The DT construction is performed by recursive data partitioning. At each stage the best splitting rule is determined, and data from the current node is divided into child nodes according to the selected criterion. The same procedure is recursively applied to all new nodes in the generated tree until the stopping condition is met. While being a fast and clear way of data splitting, the geometrical reduction of data quantity in the nodes leads to their exhaustion and causes poor generalization ability and data overfitting. Since multiple partitioning generates many nodes with the same or similar label distribution (especially in the lower layers), it looks quite natural to merge such nodes to diminish the problem of data exhaustion and to continually increase the purity of the separated samples.
In this paper, we propose a novel method for regression and classification tasks — a Decision Stream (DS), where decision branches are loosely split and merged like natural streams of a waterfall (Fig. 1). In contrast to the classical decision tree algorithm, the proposed method builds a deep directed acyclic graph with higher degree of connectivity by merging statistically indistinguishable nodes, which leads to reduction of the model width and better generalization due to more representative data samples. The split and merge operations are combined in this approach and repeated at each step of the iterative learning process. The performed experiments demonstrate that the proposed method achieves notably better results compared to the standard decision tree approach, at the same time showing high computational performance during training in distributed systems. The data and software related to this paper are available on GitHub111 https://github.com/aiff22/Decision-Stream.
The rest of the paper is organized as follows. Section 2 gives an overview of the related works. Section 3 presents in details the proposed approach, and Section 4 provides the experimental results obtained on the real-world problems as well as on synthetic data. Section 5 summarizes our conclusions.
2 Related Work
Decision trees have been extensively studied, and a large number of their modifications were developed during the past years. The proposed methods include the Iterative Dichotomiser 3 and its successor — C4.5 [1], Classification and Regression Tree (CART) [2], Chi-squared Automatic Interaction Detection (CHAID) [3], Quick, Unbiased, Efficient, Statistical Tree (QUEST) [4] and various modifications of these algorithms [4]–[8]. Despite the essential difference in the training procedure, they usually tend to show similar performance on many real-world regression and classification tasks [9]–[15].

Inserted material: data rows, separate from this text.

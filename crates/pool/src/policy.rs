//! Worker selection: which executor receives the next ready job.

/// Outcome of [`select`], in terms of positions in the slot list.
#[derive(Debug, Clone, Copy, PartialEq, Eq)]
pub(crate) enum Selection {
    /// An idle slot. Its idle timer must be cancelled.
    Idle(usize),
    /// No idle slot and room to grow.
    Spawn,
    /// Every slot busy and the pool at capacity.
    LeastLoaded(usize),
    MainThread,
}

/// Pure selection over the current active counts.
///
/// 1. The first slot with nothing in flight.
/// 2. A new slot, while `slots < max_workers`.
/// 3. The least-loaded slot, ties to the lowest position.
///
/// With `use_main_thread`, a chosen slot busier than the main thread loses
/// to the main thread. Idle and fresh slots carry no load, so in practice
/// this only applies to rule 3. An empty pool with no room to grow (max
/// shrunk to zero slots) falls back to the main thread regardless.
pub(crate) fn select(
    active: &[usize],
    max_workers: usize,
    use_main_thread: bool,
    main_active: usize,
) -> Selection {
    if let Some(idx) = active.iter().position(|&a| a == 0) {
        return Selection::Idle(idx);
    }
    if active.len() < max_workers {
        return Selection::Spawn;
    }

    match least_loaded(active).map(|idx| (idx, active[idx])) {
        Some((_, load)) if use_main_thread && load > main_active => Selection::MainThread,
        Some((idx, _)) => Selection::LeastLoaded(idx),
        None => Selection::MainThread,
    }
}

/// Least-loaded slot, used when spawning a new slot failed.
pub(crate) fn least_loaded(active: &[usize]) -> Option<usize> {
    active
        .iter()
        .enumerate()
        .min_by_key(|&(idx, &a)| (a, idx))
        .map(|(idx, _)| idx)
}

The majority of these algorithms consider only node partitioning for decision tree construction, or use node merging as an auxiliary procedure that has no significant effect on the tree structure. For instance, C4.5 and CART algorithms as well as their modifications [4]–[8] perform only node splitting based on the selected features without any merging or fusion operations. QUEST algorithm merges several classes into two superclasses to produce one binary split [16]. In [17], the number of terminal nodes is reduced by fusing the leaves with similar predictions after the training is finished. The CHAID algorithm merges data samples within a node, which is equivalent to using a modified splitting criterion. Data samples are fused based on the significance of their similarity estimated by test statistics: test [3] for categorical label and F-test [18] for continuous.
A fundamentally different approach based on Occam’s razor concept was proposed for decision tree size reduction in [19], where decision graph is constructed on the basis of hill climbing heuristic by merging nodes from adjacent levels according to minimum message length principle with goal to produce a model of minimum size while preserving/increasing its accuracy. This technique has demonstrated an advantage over standard decision trees in experiments [20]–[22].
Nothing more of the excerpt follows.